━━ The data
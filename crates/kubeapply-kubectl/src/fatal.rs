//! Process-wide behavior for fatal command errors
//!
//! kubectl reports unrecoverable command failures through a global hook
//! whose default prints the message and exits the process. Engines in this
//! crate follow the same contract: they call [`fatal`] and the currently
//! installed behavior decides what happens.
//!
//! There is one slot per [`Verb`], so an apply and a delete running at the
//! same time never see each other's handler. Within a family, callers that
//! install a handler must make sure nobody else does so concurrently; the
//! bridge does that with its per-family locks.
//!
//! An engine run that outlives its call (because the deadline won) and then
//! fails fatally finds the default behavior installed again, and exits the
//! process.

use std::io::Write;
use std::sync::{Arc, RwLock};

use crate::engine::Verb;

/// Exit code used when the engine cannot report a more specific one
pub const DEFAULT_ERROR_EXIT_CODE: i32 = 1;

/// Handler invoked with the fatal message and exit code
pub type FatalHandler = Arc<dyn Fn(&str, i32) + Send + Sync>;

static APPLY_BEHAVIOR: RwLock<Option<FatalHandler>> = RwLock::new(None);
static DELETE_BEHAVIOR: RwLock<Option<FatalHandler>> = RwLock::new(None);

fn slot(verb: Verb) -> &'static RwLock<Option<FatalHandler>> {
    match verb {
        Verb::Apply => &APPLY_BEHAVIOR,
        Verb::Delete => &DELETE_BEHAVIOR,
    }
}

/// Replace the fatal behavior of `verb` until [`default_behavior_on_fatal`] is called
pub fn behavior_on_fatal<F>(verb: Verb, handler: F)
where
    F: Fn(&str, i32) + Send + Sync + 'static,
{
    let mut slot = slot(verb).write().unwrap_or_else(|e| e.into_inner());
    *slot = Some(Arc::new(handler));
}

/// Restore the default behavior (print and exit) for `verb`
pub fn default_behavior_on_fatal(verb: Verb) {
    let mut slot = slot(verb).write().unwrap_or_else(|e| e.into_inner());
    *slot = None;
}

/// Whether a custom handler is currently installed for `verb`
pub fn is_overridden(verb: Verb) -> bool {
    slot(verb)
        .read()
        .unwrap_or_else(|e| e.into_inner())
        .is_some()
}

/// Report a fatal condition of a `verb` invocation to the installed behavior
///
/// Without an installed handler this terminates the process with `code`.
pub fn fatal(verb: Verb, msg: &str, code: i32) {
    let handler = slot(verb)
        .read()
        .unwrap_or_else(|e| e.into_inner())
        .clone();

    match handler {
        Some(handler) => handler(msg, code),
        None => exit_with(msg, code),
    }
}

fn exit_with(msg: &str, code: i32) -> ! {
    if !msg.is_empty() {
        let mut stderr = std::io::stderr().lock();
        let _ = stderr.write_all(msg.as_bytes());
        if !msg.ends_with('\n') {
            let _ = stderr.write_all(b"\n");
        }
    }
    std::process::exit(code)
}

/// Installs a handler and restores the default behavior of its verb when dropped
#[must_use = "the handler is removed as soon as the guard is dropped"]
pub struct FatalGuard {
    verb: Verb,
}

/// Install `handler` for `verb` for the lifetime of the returned guard
pub fn intercept<F>(verb: Verb, handler: F) -> FatalGuard
where
    F: Fn(&str, i32) + Send + Sync + 'static,
{
    behavior_on_fatal(verb, handler);
    FatalGuard { verb }
}

impl Drop for FatalGuard {
    fn drop(&mut self) {
        default_behavior_on_fatal(self.verb);
    }
}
━━━━
### Your instructions
The task requires an exact transcription of all the data.

### Worked solution
filename crates/kubeapply-kubectl/src/fatal.rs
//! Process-wide behavior for fatal command errors
//!
//! kubectl reports unrecoverable command failures through a global hook
//! whose default prints the message and exits the process. Engines in this
//! crate follow the same contract: they call [`fatal`] and the currently
//! installed behavior decides what happens.
//!
//! There is one slot per [`Verb`], so an apply and a delete running at the
//! same time never see each other's handler. Within a family, callers that
//! install a handler must make sure nobody else does so concurrently; the
//! bridge does that with its per-family locks.
//!
//! An engine run that outlives its call (because the deadline won) and then
//! fails fatally finds the default behavior installed again, and exits the
//! process.

use std::io::Write;
use std::sync::{Arc, RwLock};

use crate::engine::Verb;

/// Exit code used when the engine cannot report a more specific one
pub const DEFAULT_ERROR_EXIT_CODE: i32 = 1;

/// Handler invoked with the fatal message and exit code
pub type FatalHandler = Arc<dyn Fn(&str, i32) + Send + Sync>;

static APPLY_BEHAVIOR: RwLock<Option<FatalHandler>> = RwLock::new(None);
static DELETE_BEHAVIOR: RwLock<Option<FatalHandler>> = RwLock::new(None);

fn slot(verb: Verb) -> &'static RwLock<Option<FatalHandler>> {
    match verb {
        Verb::Apply => &APPLY_BEHAVIOR,
        Verb::Delete => &DELETE_BEHAVIOR,
    }
}

/// Replace the fatal behavior of `verb` until [`default_behavior_on_fatal`] is called
pub fn behavior_on_fatal<F>(verb: Verb, handler: F)
where
    F: Fn(&str, i32) + Send + Sync + 'static,
{
    let mut slot = slot(verb).write().unwrap_or_else(|e| e.into_inner());
    *slot = Some(Arc::new(handler));
}

/// Restore the default behavior (print and exit) for `verb`
pub fn default_behavior_on_fatal(verb: Verb) {
    let mut slot = slot(verb).write().unwrap_or_else(|e| e.into_inner());
    *slot = None;
}

/// Whether a custom handler is currently installed for `verb`
pub fn is_overridden(verb: Verb) -> bool {
    slot(verb)
        .read()
        .unwrap_or_else(|e| e.into_inner())
        .is_some()
}

/// Report a fatal condition of a `verb` invocation to the installed behavior
///
/// Without an installed handler this terminates the process with `code`.
pub fn fatal(verb: Verb, msg: &str, code: i32) {
    let handler = slot(verb)
        .read()
        .unwrap_or_else(|e| e.into_inner())
        .clone();

    match handler {
        Some(handler) => handler(msg, code),
        None => exit_with(msg, code),
    }
}

fn exit_with(msg: &str, code: i32) -> ! {
    if !msg.is_empty() {
        let mut stderr = std::io::stderr().lock();
        let _ = stderr.write_all(msg.as_bytes());
        if !msg.ends_with('\n') {
            let _ = stderr.write_all(b"\n");
        }
    }
    std::process::exit(code)
}

/// Installs a handler and restores the default behavior of its verb when dropped
#[must_use = "the handler is removed as soon as the guard is dropped"]
pub struct FatalGuard {
    verb: Verb,
}

/// Install `handler` for `verb` for the lifetime of the returned guard
pub fn intercept<F>(verb: Verb, handler: F) -> FatalGuard
where
    F: Fn(&str, i32) + Send + Sync + 'static,
{
    behavior_on_fatal(verb, handler);
    FatalGuard { verb }
}

impl Drop for FatalGuard {
    fn drop(&mut self) {
        default_behavior_on_fatal(self.verb);
    }
}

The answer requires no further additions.